DIRECTIONS FOR THIS TASK: The answer is to be the data below, written out in full and exactly.

LISTED ENTRIES:
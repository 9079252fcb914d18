use anyhow::{anyhow, Context};
use clap::{Parser, Subcommand};
use image_charts::{is_known_parameter, ImageCharts, ImageChartsConfig};
use std::path::PathBuf;
use tracing::warn;
use tracing_subscriber::EnvFilter;

#[derive(Debug, Parser)]
#[command(name = "image_charts", version, about = "Build and download Image-Charts charts")]
struct Cli {
    /// JSON file with protocol, host, port, pathname, secret and timeoutMillis
    #[arg(long, env = "IMAGE_CHARTS_CONFIG")]
    config: Option<PathBuf>,

    #[arg(long, env = "IMAGE_CHARTS_SECRET", hide_env_values = true)]
    secret: Option<String>,

    #[arg(long)]
    protocol: Option<String>,

    #[arg(long)]
    host: Option<String>,

    #[arg(long)]
    port: Option<u16>,

    #[arg(long)]
    pathname: Option<String>,

    /// Request timeout in milliseconds
    #[arg(long)]
    timeout: Option<u64>,

    /// Chart parameter as key=value, repeatable
    #[arg(short = 'p', long = "param", value_parser = parse_param)]
    params: Vec<(String, String)>,

    #[command(subcommand)]
    output: Output,
}

#[derive(Debug, Subcommand)]
enum Output {
    /// Print the chart URL
    Url,
    /// Download the chart and print it as a data URI
    DataUri,
    /// Download the chart into a file
    File { path: PathBuf },
}

fn parse_param(raw: &str) -> Result<(String, String), String> {
    raw.split_once('=')
        .map(|(key, value)| (key.to_string(), value.to_string()))
        .filter(|(key, _)| !key.is_empty())
        .ok_or_else(|| format!("expected key=value, got `{}`", raw))
}

impl Cli {
    fn image_charts_config(&self) -> anyhow::Result<ImageChartsConfig> {
        let base = match &self.config {
            Some(path) => ImageChartsConfig::from_json_file(path)
                .with_context(|| format!("failed to load config from {}", path.display()))?,
            None => ImageChartsConfig::default(),
        };
        Ok(base.merged_with(ImageChartsConfig {
            protocol: self.protocol.clone(),
            host: self.host.clone(),
            port: self.port,
            pathname: self.pathname.clone(),
            secret: self.secret.clone(),
            timeout_ms: self.timeout,
        }))
    }
}

#[tokio::main]
async fn main() -> anyhow::Result<()> {
    tracing_subscriber::fmt()
        .with_env_filter(EnvFilter::from_default_env())
        .with_writer(std::io::stderr)
        .init();

    let cli = Cli::parse();
    if cli.params.is_empty() {
        return Err(anyhow!("at least one chart parameter is required (-p key=value)"));
    }

    let mut chart = ImageCharts::with_config(cli.image_charts_config()?);
    for (key, value) in &cli.params {
        if !is_known_parameter(key) {
            warn!(key = %key, "unknown chart parameter, sending it anyway");
        }
        chart = chart.set(key.as_str(), value.as_str());
    }

    match &cli.output {
        Output::Url => println!("{}", chart.to_url()?),
        Output::DataUri => println!("{}", chart.to_data_uri().await?),
        Output::File { path } => {
            chart.to_file(path).await?;
            println!("Image chart written at {}", path.display());
        }
    }
    Ok(())
}
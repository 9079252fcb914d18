use crate::infrastructure::error::InfrastructureError;
use async_trait::async_trait;
use std::path::Path;

#[cfg_attr(test, mockall::automock)]
#[async_trait]
pub trait FileStorage: Send + Sync {
    async fn save_image(&self, path: &Path, data: &[u8]) -> Result<(), InfrastructureError>;
}
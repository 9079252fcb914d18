use super::error::ApplicationError;
use crate::domain::remote_error::{join_validation_messages, ERROR_CODE_HEADER, ERROR_VALIDATION_HEADER};
use crate::domain::transport_trait::TransportResponse;
use tracing::warn;

/// Returns the image bytes of a 2xx response, otherwise the remote error.
pub fn decode_response(response: TransportResponse) -> Result<Vec<u8>, ApplicationError> {
    if response.is_success() {
        return Ok(response.body);
    }

    let message = remote_error_message(&response);
    warn!(status = response.status, error = %message, "Image-Charts rejected the request");
    Err(ApplicationError::RemoteValidation(message))
}

// 検証メッセージ > エラーコード > 空文字 の順で採用する
fn remote_error_message(response: &TransportResponse) -> String {
    let validation = response
        .header(ERROR_VALIDATION_HEADER)
        .filter(|raw| !raw.is_empty())
        .map(|raw| {
            join_validation_messages(raw).unwrap_or_else(|e| {
                warn!(error = %e, "malformed {} header", ERROR_VALIDATION_HEADER);
                raw.to_string()
            })
        })
        .unwrap_or_default();

    if !validation.is_empty() {
        return validation;
    }
    response
        .header(ERROR_CODE_HEADER)
        .unwrap_or_default()
        .to_string()
}
pub mod error;
pub mod file_storage;
pub mod image_codec;
pub mod reqwest_transport;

SOLUTION:
repository 9079252fcb914d18
use anyhow::{anyhow, Context};
use clap::{Parser, Subcommand};
use image_charts::{is_known_parameter, ImageCharts, ImageChartsConfig};
use std::path::PathBuf;
use tracing::warn;
use tracing_subscriber::EnvFilter;

#[derive(Debug, Parser)]
#[command(name = "image_charts", version, about = "Build and download Image-Charts charts")]
struct Cli {
    /// JSON file with protocol, host, port, pathname, secret and timeoutMillis
    #[arg(long, env = "IMAGE_CHARTS_CONFIG")]
    config: Option<PathBuf>,

    #[arg(long, env = "IMAGE_CHARTS_SECRET", hide_env_values = true)]
    secret: Option<String>,

    #[arg(long)]
    protocol: Option<String>,

    #[arg(long)]
    host: Option<String>,

    #[arg(long)]
    port: Option<u16>,

    #[arg(long)]
    pathname: Option<String>,

    /// Request timeout in milliseconds
    #[arg(long)]
    timeout: Option<u64>,

    /// Chart parameter as key=value, repeatable
    #[arg(short = 'p', long = "param", value_parser = parse_param)]
    params: Vec<(String, String)>,

    #[command(subcommand)]
    output: Output,
}

#[derive(Debug, Subcommand)]
enum Output {
    /// Print the chart URL
    Url,
    /// Download the chart and print it as a data URI
    DataUri,
    /// Download the chart into a file
    File { path: PathBuf },
}

fn parse_param(raw: &str) -> Result<(String, String), String> {
    raw.split_once('=')
        .map(|(key, value)| (key.to_string(), value.to_string()))
        .filter(|(key, _)| !key.is_empty())
        .ok_or_else(|| format!("expected key=value, got `{}`", raw))
}

impl Cli {
    fn image_charts_config(&self) -> anyhow::Result<ImageChartsConfig> {
        let base = match &self.config {
            Some(path) => ImageChartsConfig::from_json_file(path)
                .with_context(|| format!("failed to load config from {}", path.display()))?,
            None => ImageChartsConfig::default(),
        };
        Ok(base.merged_with(ImageChartsConfig {
            protocol: self.protocol.clone(),
            host: self.host.clone(),
            port: self.port,
            pathname: self.pathname.clone(),
            secret: self.secret.clone(),
            timeout_ms: self.timeout,
        }))
    }
}

#[tokio::main]
async fn main() -> anyhow::Result<()> {
    tracing_subscriber::fmt()
        .with_env_filter(EnvFilter::from_default_env())
        .with_writer(std::io::stderr)
        .init();

    let cli = Cli::parse();
    if cli.params.is_empty() {
        return Err(anyhow!("at least one chart parameter is required (-p key=value)"));
    }

    let mut chart = ImageCharts::with_config(cli.image_charts_config()?);
    for (key, value) in &cli.params {
        if !is_known_parameter(key) {
            warn!(key = %key, "unknown chart parameter, sending it anyway");
        }
        chart = chart.set(key.as_str(), value.as_str());
    }

    match &cli.output {
        Output::Url => println!("{}", chart.to_url()?),
        Output::DataUri => println!("{}", chart.to_data_uri().await?),
        Output::File { path } => {
            chart.to_file(path).await?;
            println!("Image chart written at {}", path.display());
        }
    }
    Ok(())
}
repository 9079252fcb914d18
use crate::infrastructure::error::InfrastructureError;
use async_trait::async_trait;
use std::path::Path;

#[cfg_attr(test, mockall::automock)]
#[async_trait]
pub trait FileStorage: Send + Sync {
    async fn save_image(&self, path: &Path, data: &[u8]) -> Result<(), InfrastructureError>;
}
repository 9079252fcb914d18
use super::error::ApplicationError;
use crate::domain::remote_error::{join_validation_messages, ERROR_CODE_HEADER, ERROR_VALIDATION_HEADER};
use crate::domain::transport_trait::TransportResponse;
use tracing::warn;

/// Returns the image bytes of a 2xx response, otherwise the remote error.
pub fn decode_response(response: TransportResponse) -> Result<Vec<u8>, ApplicationError> {
    if response.is_success() {
        return Ok(response.body);
    }

    let message = remote_error_message(&response);
    warn!(status = response.status, error = %message, "Image-Charts rejected the request");
    Err(ApplicationError::RemoteValidation(message))
}

// 検証メッセージ > エラーコード > 空文字 の順で採用する
fn remote_error_message(response: &TransportResponse) -> String {
    let validation = response
        .header(ERROR_VALIDATION_HEADER)
        .filter(|raw| !raw.is_empty())
        .map(|raw| {
            join_validation_messages(raw).unwrap_or_else(|e| {
                warn!(error = %e, "malformed {} header", ERROR_VALIDATION_HEADER);
                raw.to_string()
            })
        })
        .unwrap_or_default();

    if !validation.is_empty() {
        return validation;
    }
    response
        .header(ERROR_CODE_HEADER)
        .unwrap_or_default()
        .to_string()
}
pub mod error;
pub mod file_storage;
pub mod image_codec;
pub mod reqwest_transport;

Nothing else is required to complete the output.